Task statement: From the records below, copy each line that has the word "constant" in it.

Top of Data records

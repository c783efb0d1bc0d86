//! Radicals `coefficient · ⁿ√radicand` over monomials with rational coefficients.

use std::collections::BTreeMap;

use num_bigint::BigInt;
use num_integer::Integer;
use num_traits::{One, Signed, Zero};

use crate::error::{MathError, Result};
use crate::expr::Rational;
use crate::format::display_root;
use crate::numeric::Numeric;
use crate::random::Random;

/// Splits `n` into `outside^index · inside` with `inside` free of `index`-th powers.
/// The sign stays with `inside`.
pub(crate) fn extract_power(n: &BigInt, index: u32) -> (BigInt, BigInt) {
    let mut remaining = n.abs();
    let mut outside = BigInt::one();
    let mut inside = if n.is_negative() { -BigInt::one() } else { BigInt::one() };
    if remaining.is_zero() || index < 2 {
        return (BigInt::one(), n.clone());
    }
    let mut p = BigInt::from(2);
    while &p * &p <= remaining {
        let mut count = 0u32;
        while remaining.is_multiple_of(&p) {
            remaining /= &p;
            count += 1;
        }
        if count > 0 {
            outside *= p.pow(count / index);
            inside *= p.pow(count % index);
        }
        p += 1;
    }
    inside *= remaining;
    (outside, inside)
}

#[derive(Clone, Debug, PartialEq, Eq)]
pub struct Monomial {
    pub coef: Numeric,
    pub literals: BTreeMap<String, i64>,
}

impl Monomial {
    pub fn constant(coef: Numeric) -> Self {
        Monomial {
            coef,
            literals: BTreeMap::new(),
        }
    }

    pub fn one() -> Self {
        Monomial::constant(Numeric::one())
    }

    pub fn with_literal(mut self, name: impl Into<String>, exponent: i64) -> Self {
        let name = name.into();
        let entry = self.literals.entry(name.clone()).or_insert(0);
        *entry += exponent;
        if *entry == 0 {
            self.literals.remove(&name);
        }
        self
    }

    pub fn is_zero(&self) -> bool {
        self.coef.is_zero()
    }

    pub fn is_one(&self) -> bool {
        self.coef.is_one() && self.literals.is_empty()
    }

    pub fn multiply(&self, other: &Monomial) -> Monomial {
        let mut out = Monomial::constant(self.coef.multiply(&other.coef));
        out.literals = self.literals.clone();
        for (name, exp) in &other.literals {
            out = out.with_literal(name.clone(), *exp);
        }
        out
    }

    pub fn divide(&self, other: &Monomial) -> Result<Monomial> {
        let mut out = Monomial::constant(self.coef.divide(&other.coef)?);
        out.literals = self.literals.clone();
        for (name, exp) in &other.literals {
            out = out.with_literal(name.clone(), -exp);
        }
        Ok(out)
    }

    pub fn power(&self, n: u32) -> Monomial {
        Monomial {
            coef: Numeric::from_rational(Rational::new(
                self.coef.numer().pow(n),
                self.coef.denom().pow(n),
            )),
            literals: self
                .literals
                .iter()
                .map(|(name, exp)| (name.clone(), exp * i64::from(n)))
                .collect(),
        }
    }

    fn literals_tex(&self) -> String {
        self.literals
            .iter()
            .map(|(name, exp)| {
                if *exp == 1 {
                    name.clone()
                } else {
                    format!("{name}^{{{exp}}}")
                }
            })
            .collect()
    }

    pub fn to_tex(&self) -> String {
        let literals = self.literals_tex();
        if literals.is_empty() {
            return self.coef.to_tex();
        }
        if self.coef.is_one() {
            literals
        } else if self.coef.opposite().is_one() {
            format!("-{literals}")
        } else {
            format!("{}{literals}", self.coef.to_tex())
        }
    }
}

#[derive(Clone, Debug)]
pub struct RadicalOptions {
    pub range: i64,
    pub max_index: u32,
    pub algebraic: bool,
    pub use_coeff: bool,
    pub bar: String,
}

impl Default for RadicalOptions {
    fn default() -> Self {
        RadicalOptions {
            range: 10,
            max_index: 5,
            algebraic: false,
            use_coeff: false,
            bar: "x".to_string(),
        }
    }
}

#[derive(Clone, Debug, PartialEq, Eq)]
pub struct Radical {
    pub coefficient: Monomial,
    pub index: u32,
    pub radicand: Monomial,
}

impl Radical {
    pub fn new(coefficient: Monomial, index: u32, radicand: Monomial) -> Self {
        Radical {
            coefficient,
            index: index.max(1),
            radicand,
        }
    }

    /// `coef · ⁱⁿᵈᵉˣ√radicand` with numeric parts only.
    pub fn numeric(radicand: i64, index: u32, coef: Numeric) -> Self {
        Radical::new(
            Monomial::constant(coef),
            index,
            Monomial::constant(Numeric::from_number(radicand)),
        )
    }

    pub fn random(rnd: &mut Random, options: &RadicalOptions) -> Radical {
        let index = rnd.int_between(2, i64::from(options.max_index.max(2))) as u32;
        let mut radicand = Monomial::constant(rnd.numeric_between(2, options.range.max(2)));
        if options.algebraic {
            let exponent = rnd.int_between(1, 2 * i64::from(index));
            radicand = radicand.with_literal(options.bar.clone(), exponent);
        }
        let coefficient = if options.use_coeff {
            Monomial::constant(rnd.numeric_between_not_zero(-options.range, options.range))
        } else {
            Monomial::one()
        };
        Radical::new(coefficient, index, radicand)
    }

    pub fn is_zero(&self) -> bool {
        self.coefficient.is_zero() || self.radicand.is_zero()
    }

    pub fn multiply(&self, other: &Radical) -> Radical {
        let index = self.index.lcm(&other.index);
        let radicand = self
            .radicand
            .power(index / self.index)
            .multiply(&other.radicand.power(index / other.index));
        Radical::new(self.coefficient.multiply(&other.coefficient), index, radicand)
    }

    pub fn divide(&self, other: &Radical) -> Result<Radical> {
        if other.is_zero() {
            return Err(MathError::DivisionByZero);
        }
        let index = self.index.lcm(&other.index);
        let radicand = self
            .radicand
            .power(index / self.index)
            .divide(&other.radicand.power(index / other.index))?;
        Ok(Radical::new(
            self.coefficient.divide(&other.coefficient)?,
            index,
            radicand,
        ))
    }

    pub fn power(&self, n: u32) -> Radical {
        Radical::new(self.coefficient.power(n), self.index, self.radicand.power(n))
    }

    /// `ⁿ√` of this radical. Enter the coefficient first to keep it exact.
    pub fn root(&self, n: u32) -> Radical {
        let outer = self.enter_coefficient();
        Radical::new(outer.coefficient, outer.index * n.max(1), outer.radicand)
    }

    /// Moves the coefficient under the root. For an even index a negative
    /// coefficient leaves its sign outside.
    pub fn enter_coefficient(&self) -> Radical {
        let mut coef = self.coefficient.clone();
        let mut sign = Monomial::one();
        if coef.coef.is_negative() && self.index % 2 == 0 {
            coef.coef = coef.coef.abs();
            sign = Monomial::constant(Numeric::from_number(-1));
        }
        let radicand = self.radicand.multiply(&coef.power(self.index));
        Radical::new(sign, self.index, radicand)
    }

    pub fn simplify(&self) -> Radical {
        if self.is_zero() {
            return Radical::new(Monomial::constant(Numeric::zero()), 1, Monomial::one());
        }
        let mut coefficient = self.coefficient.clone();
        let mut radicand = self.radicand.clone();
        let index = self.index;
        let idx = i64::from(index);

        // Clear negative literal exponents from the radicand.
        let negatives: Vec<(String, i64)> = radicand
            .literals
            .iter()
            .filter(|(_, e)| **e < 0)
            .map(|(n, e)| (n.clone(), *e))
            .collect();
        for (name, exp) in negatives {
            let k = (-exp + idx - 1) / idx;
            radicand = radicand.with_literal(name.clone(), k * idx);
            coefficient = coefficient.with_literal(name, -k);
        }

        // Rationalise: n/d = n·d^(index-1) / d^index.
        let d = radicand.coef.denom().clone();
        if !d.is_one() {
            let numer = radicand.coef.numer() * d.pow(index - 1);
            radicand.coef = Numeric::from_rational(Rational::from_integer(numer));
            coefficient.coef = coefficient
                .coef
                .multiply(&Numeric::from_rational(Rational::new(BigInt::one(), d)));
        }

        if radicand.coef.is_negative() && index % 2 == 1 {
            radicand.coef = radicand.coef.abs();
            coefficient.coef = coefficient.coef.opposite();
        }

        let (outside, inside) = extract_power(radicand.coef.numer(), index);
        coefficient.coef = coefficient
            .coef
            .multiply(&Numeric::from_rational(Rational::from_integer(outside)));
        radicand.coef = Numeric::from_rational(Rational::from_integer(inside));
        let extracted: Vec<(String, i64)> = radicand
            .literals
            .iter()
            .map(|(n, e)| (n.clone(), *e))
            .collect();
        radicand.literals.clear();
        for (name, exp) in extracted {
            coefficient = coefficient.with_literal(name.clone(), exp / idx);
            radicand = radicand.with_literal(name, exp % idx);
        }

        if radicand.is_one() {
            return Radical::new(coefficient, 1, radicand);
        }

        // Lower the index when the radicand is a perfect power of a divisor of it.
        let mut index = index;
        for g in (2..=index).rev() {
            if index % g != 0 {
                continue;
            }
            let exps_divisible = radicand.literals.values().all(|e| e % i64::from(g) == 0);
            let (root, rest) = extract_power(radicand.coef.numer(), g);
            if exps_divisible && rest.abs().is_one() && (rest.is_positive() || g % 2 == 1) {
                radicand.coef = Numeric::from_rational(Rational::from_integer(root * rest));
                for exp in radicand.literals.values_mut() {
                    *exp /= i64::from(g);
                }
                index /= g;
                break;
            }
        }

        Radical::new(coefficient, index, radicand)
    }

    /// Floating value; `None` when the radicand carries literals or the root is not real.
    pub fn to_number(&self) -> Option<f64> {
        if !self.radicand.literals.is_empty() || !self.coefficient.literals.is_empty() {
            return None;
        }
        let radicand = self.radicand.coef.to_number();
        let coef = self.coefficient.coef.to_number();
        if radicand < 0.0 {
            if self.index % 2 == 0 {
                return None;
            }
            return Some(-coef * (-radicand).powf(1.0 / f64::from(self.index)));
        }
        Some(coef * radicand.powf(1.0 / f64::from(self.index)))
    }

    pub fn to_tex(&self) -> String {
        if self.radicand.is_one() || self.index == 1 {
            return self.coefficient.multiply(&self.radicand).to_tex();
        }
        let root = display_root(self.index, &self.radicand.to_tex());
        if self.coefficient.is_one() {
            root
        } else if self.coefficient.coef.opposite().is_one() && self.coefficient.literals.is_empty() {
            format!("-{root}")
        } else {
            format!("{}{root}", self.coefficient.to_tex())
        }
    }

    fn like(&self, other: &Radical) -> bool {
        self.index == other.index
            && self.radicand == other.radicand
            && self.coefficient.literals == other.coefficient.literals
    }
}

/// A sum of radicals.
#[derive(Clone, Debug, PartialEq, Eq)]
pub struct PolyRadical {
    pub terms: Vec<Radical>,
}

impl PolyRadical {
    pub fn new(terms: Vec<Radical>) -> Self {
        PolyRadical { terms }
    }

    /// Simplifies every term and collects like radicals.
    pub fn simplify(&self) -> PolyRadical {
        let mut collected: Vec<Radical> = Vec::new();
        for term in self.terms.iter().map(Radical::simplify) {
            match collected.iter_mut().find(|c| c.like(&term)) {
                Some(existing) => {
                    existing.coefficient.coef =
                        existing.coefficient.coef.add(&term.coefficient.coef);
                }
                None => collected.push(term),
            }
        }
        collected.retain(|t| !t.is_zero());
        PolyRadical { terms: collected }
    }

    pub fn to_number(&self) -> Option<f64> {
        self.terms.iter().map(Radical::to_number).sum()
    }

    pub fn to_tex(&self) -> String {
        let mut out = String::new();
        for term in &self.terms {
            let tex = term.to_tex();
            if out.is_empty() {
                out = tex;
            } else if let Some(rest) = tex.strip_prefix('-') {
                out.push_str(" - ");
                out.push_str(rest);
            } else {
                out.push_str(" + ");
                out.push_str(&tex);
            }
        }
        if out.is_empty() {
            out.push('0');
        }
        out
    }
}
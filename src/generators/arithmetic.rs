use crate::error::Result;
use crate::format::{display_power, display_root, parens};
use crate::numeric::Numeric;
use crate::radical::{Monomial, PolyRadical, Radical, RadicalOptions};
use crate::random::{BAR_NAMES, Random};

use super::params::{ParamDefault, ParamSpec};
use super::{GeneratorSpec, QuestionContext, QuestionGenerator, inline};

pub(super) const FRACTIONS: GeneratorSpec = GeneratorSpec {
    category: "arithmetics/fractions/operations",
    parameters: &[
        ParamSpec {
            name: "interval",
            default: ParamDefault::Int(10),
            description: "Numerators in [-interval, interval], denominators in [2, interval]",
            range: Some(1..=1000),
        },
        ParamSpec {
            name: "terms",
            default: ParamDefault::Int(3),
            description: "Number of fractions in the expression",
            range: Some(1..=10),
        },
        ParamSpec {
            name: "operators",
            default: ParamDefault::Str("+-*:"),
            description: "Operators to choose from (+, -, *, :)",
            range: None,
        },
    ],
    build: FractionOperations::build,
};

pub(super) const RADICALS: GeneratorSpec = GeneratorSpec {
    category: "arithmetics/radicals/operations",
    parameters: &[
        ParamSpec {
            name: "interval",
            default: ParamDefault::Int(4),
            description: "Range in which random coefficients are generated",
            range: Some(1..=1000),
        },
        ParamSpec {
            name: "maxIndex",
            default: ParamDefault::Int(5),
            description: "Max radical index",
            range: Some(2..=12),
        },
        ParamSpec {
            name: "algebraic",
            default: ParamDefault::Bool(false),
            description: "Whether radicands carry a literal",
            range: None,
        },
        ParamSpec {
            name: "operators",
            default: ParamDefault::Str("*/"),
            description: "Operations between two radicals (* and /)",
            range: None,
        },
        ParamSpec {
            name: "useSingleBase",
            default: ParamDefault::Bool(false),
            description: "Only one base appears in the operations",
            range: None,
        },
        ParamSpec {
            name: "forceDifferentIndex",
            default: ParamDefault::Bool(false),
            description: "All generated roots have different indexes",
            range: None,
        },
        ParamSpec {
            name: "miscellania",
            default: ParamDefault::Bool(false),
            description: "Short mixed exercises with fractions, powers and identities",
            range: None,
        },
    ],
    build: RadicalsOperations::build,
};

const SMALL_BASES: [i64; 5] = [2, 3, 5, 7, 8];

#[derive(Clone, Copy, Debug, PartialEq, Eq)]
enum Op {
    Add,
    Sub,
    Mul,
    Div,
}

impl Op {
    fn from_char(c: char) -> Option<Op> {
        match c {
            '+' => Some(Op::Add),
            '-' => Some(Op::Sub),
            '*' => Some(Op::Mul),
            ':' | '/' => Some(Op::Div),
            _ => None,
        }
    }

    fn tex(self) -> &'static str {
        match self {
            Op::Add => " + ",
            Op::Sub => " - ",
            Op::Mul => " \\cdot ",
            Op::Div => " : ",
        }
    }

    fn apply(self, lhs: &Numeric, rhs: &Numeric) -> Result<Numeric> {
        Ok(match self {
            Op::Add => lhs.add(rhs),
            Op::Sub => lhs.subtract(rhs),
            Op::Mul => lhs.multiply(rhs),
            Op::Div => lhs.divide(rhs)?,
        })
    }

    fn binds_tight(self) -> bool {
        matches!(self, Op::Mul | Op::Div)
    }
}

/// Products and quotients first, then sums, each pass left to right.
fn evaluate_with_precedence(values: &[Numeric], ops: &[Op]) -> Result<Numeric> {
    let mut terms = vec![values[0].clone()];
    let mut pending = Vec::new();
    for (op, value) in ops.iter().zip(&values[1..]) {
        if op.binds_tight() {
            let last = terms.pop().unwrap_or_default();
            terms.push(op.apply(&last, value)?);
        } else {
            pending.push(*op);
            terms.push(value.clone());
        }
    }
    let mut total = terms[0].clone();
    for (op, value) in pending.iter().zip(&terms[1..]) {
        total = op.apply(&total, value)?;
    }
    Ok(total)
}

fn evaluate_left_to_right(values: &[Numeric], ops: &[Op]) -> Result<Numeric> {
    let mut total = values[0].clone();
    for (op, value) in ops.iter().zip(&values[1..]) {
        total = op.apply(&total, value)?;
    }
    Ok(total)
}

/// Arithmetic with a chain of fractions, respecting operator precedence.
#[derive(Clone, Debug)]
pub struct FractionOperations {
    question: String,
    answer: String,
    distractors: Vec<String>,
}

impl FractionOperations {
    fn build(ctx: QuestionContext<'_>) -> Result<Box<dyn QuestionGenerator>> {
        let QuestionContext { rand, params, .. } = ctx;
        let r = params.int("interval").max(2);
        let terms = params.int("terms").max(2) as usize;
        let mut operators: Vec<Op> = params.str("operators").chars().filter_map(Op::from_char).collect();
        if operators.is_empty() {
            operators.push(Op::Add);
        }

        let mut values = Vec::with_capacity(terms);
        let mut rendered = String::new();
        let mut ops = Vec::with_capacity(terms - 1);
        for i in 0..terms {
            if i > 0 {
                let op = rand.pick_one(&operators);
                rendered.push_str(op.tex());
                ops.push(op);
            }
            let num = rand.int_between_not_zero(-r, r);
            let den = rand.int_between(2, r);
            let body = format!("\\frac{{{}}}{{{den}}}", num.abs());
            if num < 0 && i > 0 {
                rendered.push_str(&parens(&format!("-{body}")));
            } else if num < 0 {
                rendered.push_str(&format!("-{body}"));
            } else {
                rendered.push_str(&body);
            }
            values.push(Numeric::from_fraction(num, den)?);
        }

        let value = evaluate_with_precedence(&values, &ops)?;
        let naive = evaluate_left_to_right(&values, &ops)?;
        let distractors = if naive == value {
            Vec::new()
        } else {
            vec![inline(&naive.to_tex())]
        };

        Ok(Box::new(FractionOperations {
            question: inline(&rendered),
            answer: inline(&value.to_tex()),
            distractors,
        }))
    }
}

impl QuestionGenerator for FractionOperations {
    fn formulation(&self) -> String {
        self.question.clone()
    }

    fn answer(&self) -> String {
        self.answer.clone()
    }

    fn distractors(&self) -> Vec<String> {
        self.distractors.clone()
    }
}

/// Products, quotients, powers and roots of radicals.
#[derive(Clone, Debug)]
pub struct RadicalsOperations {
    question: String,
    answer: String,
}

impl RadicalsOperations {
    fn build(ctx: QuestionContext<'_>) -> Result<Box<dyn QuestionGenerator>> {
        let QuestionContext { rand, params, .. } = ctx;
        let r = params.int("interval").max(2);
        let (question, answer) = if params.bool("miscellania") {
            miscellania(rand, r)?
        } else {
            let max_index = params.int("maxIndex").clamp(2, 12) as u32;
            let operators = params.str("operators");
            let options = RadicalOptions {
                range: r,
                max_index,
                algebraic: params.bool("algebraic"),
                use_coeff: false,
                bar: rand.pick_one(&BAR_NAMES).to_string(),
            };
            operations(
                rand,
                &options,
                operators,
                params.bool("useSingleBase"),
                params.bool("forceDifferentIndex"),
            )?
        };
        Ok(Box::new(RadicalsOperations {
            question,
            answer: inline(&answer),
        }))
    }
}

impl QuestionGenerator for RadicalsOperations {
    fn formulation(&self) -> String {
        self.question.clone()
    }

    fn answer(&self) -> String {
        self.answer.clone()
    }
}

fn operations(
    rand: &mut Random,
    options: &RadicalOptions,
    operators: &str,
    single_base: bool,
    different_index: bool,
) -> Result<(String, String)> {
    let mut n = rand.int_between(1, 3) as u32;
    if single_base {
        n = n.max(2);
    }
    let mut radicals: Vec<Radical> = (0..n).map(|_| Radical::random(rand, options)).collect();
    if different_index {
        let indexes = rand.shuffle(&(2..n + 2).collect::<Vec<u32>>());
        for (radical, index) in radicals.iter_mut().zip(indexes) {
            radical.index = index;
        }
    }
    if single_base && radicals.len() > 1 {
        let mut base = radicals[0].radicand.clone();
        if !base.literals.is_empty() {
            base.coef = Numeric::one();
        }
        for radical in radicals.iter_mut() {
            radical.radicand = base.clone();
        }
    }

    match radicals.as_slice() {
        [r1] => {
            let rindex = rand.int_between(2, i64::from(options.max_index)) as u32;
            if rand.int_between(0, 1) == 0 {
                let question = display_root(rindex, &r1.to_tex());
                let answer = r1.enter_coefficient().root(rindex).simplify();
                Ok((inline(&question), answer.to_tex()))
            } else {
                let question = format!("{}^{{{rindex}}}", parens(&r1.to_tex()));
                let answer = r1.power(rindex).simplify();
                Ok((inline(&question), answer.to_tex()))
            }
        }
        [r1, r2] => {
            let divide = match (operators.contains('*'), operators.contains('/')) {
                (true, false) => false,
                (false, true) => true,
                _ => rand.int_between(0, 1) == 1,
            };
            if divide {
                let question = format!("\\dfrac{{{}}}{{{}}}", r1.to_tex(), r2.to_tex());
                Ok((inline(&question), r1.divide(r2)?.simplify().to_tex()))
            } else {
                let question = format!("{} \\cdot {}", r1.to_tex(), r2.to_tex());
                Ok((inline(&question), r1.multiply(r2).simplify().to_tex()))
            }
        }
        [r1, r2, r3, ..] => {
            let question = format!(
                "\\dfrac{{{} \\cdot {}}}{{{}}}",
                r1.to_tex(),
                r2.to_tex(),
                r3.to_tex()
            );
            let answer = r1.multiply(r2).divide(r3)?.simplify();
            Ok((inline(&question), answer.to_tex()))
        }
        [] => Ok((String::new(), String::new())),
    }
}

fn sign_pick(rand: &mut Random) -> &'static str {
    rand.pick_one(&["+", "-"])
}

fn miscellania(rand: &mut Random, r: i64) -> Result<(String, String)> {
    match rand.int_between(0, 5) {
        0 => {
            // a/√b ± c/√d
            let picked = rand.pick_many(&SMALL_BASES, 3);
            let (a, d, b) = (picked[0], picked[1], picked[2]);
            let c = rand.int_between(2, 5);
            let op = sign_pick(rand);
            let mut coef = Numeric::from_fraction(c, d)?;
            if op == "-" {
                coef = coef.opposite();
            }
            let sum = PolyRadical::new(vec![
                Radical::numeric(b, 2, Numeric::from_fraction(a, b)?),
                Radical::numeric(d, 2, coef),
            ]);
            let question = format!("\\dfrac{{{a}}}{{\\sqrt{{{b}}}}} {op} \\dfrac{{{c}}}{{\\sqrt{{{d}}}}}");
            Ok((inline(&question), sum.simplify().to_tex()))
        }
        1 => {
            // (a ± √b)² = a² + b ± 2a√b
            let picked = rand.pick_many(&SMALL_BASES, 2);
            let (a, b) = (picked[0], picked[1]);
            let op = sign_pick(rand);
            let middle = if op == "-" { -2 * a } else { 2 * a };
            let sum = PolyRadical::new(vec![
                Radical::numeric(1, 1, Numeric::from_number(a * a + b)),
                Radical::numeric(b, 2, Numeric::from_number(middle)),
            ]);
            let question = format!("\\left( {a} {op} \\sqrt{{{b}}} \\right)^{{2}}");
            Ok((inline(&question), sum.simplify().to_tex()))
        }
        2 => {
            // (a√b + c√d)(a√b − c√d) = a²b − c²d
            let picked = rand.pick_many(&SMALL_BASES, 4);
            let (a, b, c, d) = (picked[0], picked[1], picked[2], picked[3]);
            let question = format!(
                "\\left( {a}\\sqrt{{{b}}} + {c}\\sqrt{{{d}}} \\right) \\cdot \\left( {a}\\sqrt{{{b}}} - {c}\\sqrt{{{d}}} \\right)"
            );
            Ok((inline(&question), (a * a * b - c * c * d).to_string()))
        }
        3 => {
            // (a/b) / (√c/d) = ad/(bc) · √c
            let picked = rand.pick_many(&SMALL_BASES, 4);
            let (a, b, c, d) = (picked[0], picked[1], picked[2], picked[3]);
            let radical = Radical::numeric(c, 2, Numeric::from_fraction(a * d, b * c)?);
            let question = format!("\\dfrac{{\\frac{{{a}}}{{{b}}}}}{{\\frac{{\\sqrt{{{c}}}}}{{{d}}}}}");
            Ok((inline(&question), radical.simplify().to_tex()))
        }
        4 => {
            // base^a · ᵇ√base · ⁿ√(base^d) = base^(a + 1/b + d/n)
            let base = rand.pick_one(&SMALL_BASES);
            let a = rand.int_between_filtered(-r, r, |x| x != 0 && x != 1);
            let b = rand.int_between(2, 5);
            let n = rand.int_between(2, 5);
            let d = rand.int_between(1, 5);
            let question = format!(
                "{} \\cdot {} \\cdot {}",
                display_power(base, &Numeric::from_number(a)),
                display_root(b as u32, &base.to_string()),
                display_root(n as u32, &display_power(base, &Numeric::from_number(d)))
            );
            let exponent = Numeric::from_number(a)
                .add(&Numeric::from_fraction(1, b)?)
                .add(&Numeric::from_fraction(d, n)?);
            Ok((inline(&question), display_power(base, &exponent)))
        }
        _ => {
            // (1 + 1/√B) / (1 − √B/c) = c(1+c)/(c²−B) + c(B+c)/(B(c²−B)) · √B
            let base = rand.pick_one(&[2, 3, 5, 7]);
            let c = rand.int_between(2, 5);
            let question = format!(
                "\\dfrac{{1 + \\frac{{1}}{{\\sqrt{{{base}}}}}}}{{1 - \\frac{{\\sqrt{{{base}}}}}{{{c}}}}}"
            );
            let rational = Numeric::from_fraction(c * (1 + c), c * c - base)?;
            let irrational = Numeric::from_fraction(c * (base + c), base * (c * c - base))?;
            let sum = PolyRadical::new(vec![
                Radical::numeric(1, 1, rational),
                Radical::new(Monomial::constant(irrational), 2, Monomial::constant(Numeric::from_number(base))),
            ]);
            Ok((inline(&question), sum.simplify().to_tex()))
        }
    }
}
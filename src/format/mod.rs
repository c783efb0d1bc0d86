//! Rendering helpers: plain-text expressions and TeX composition.

pub mod expr;
pub mod tex;

pub use expr::pretty;
pub use tex::{
    append, coef_var_tex, coef_var_text, display_power, display_root, linear_combination_tex,
    linear_combination_text, parens,
};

Bottom of Data records

Expected answer:
    pub fn constant(coef: Numeric) -> Self {
        Monomial::constant(Numeric::one())
        let mut out = Monomial::constant(self.coef.multiply(&other.coef));
        let mut out = Monomial::constant(self.coef.divide(&other.coef)?);
            Monomial::constant(coef),
            Monomial::constant(Numeric::from_number(radicand)),
        let mut radicand = Monomial::constant(rnd.numeric_between(2, options.range.max(2)));
            Monomial::constant(rnd.numeric_between_not_zero(-options.range, options.range))
            sign = Monomial::constant(Numeric::from_number(-1));
            return Radical::new(Monomial::constant(Numeric::zero()), 1, Monomial::one());
                Radical::new(Monomial::constant(irrational), 2, Monomial::constant(Numeric::from_number(base))),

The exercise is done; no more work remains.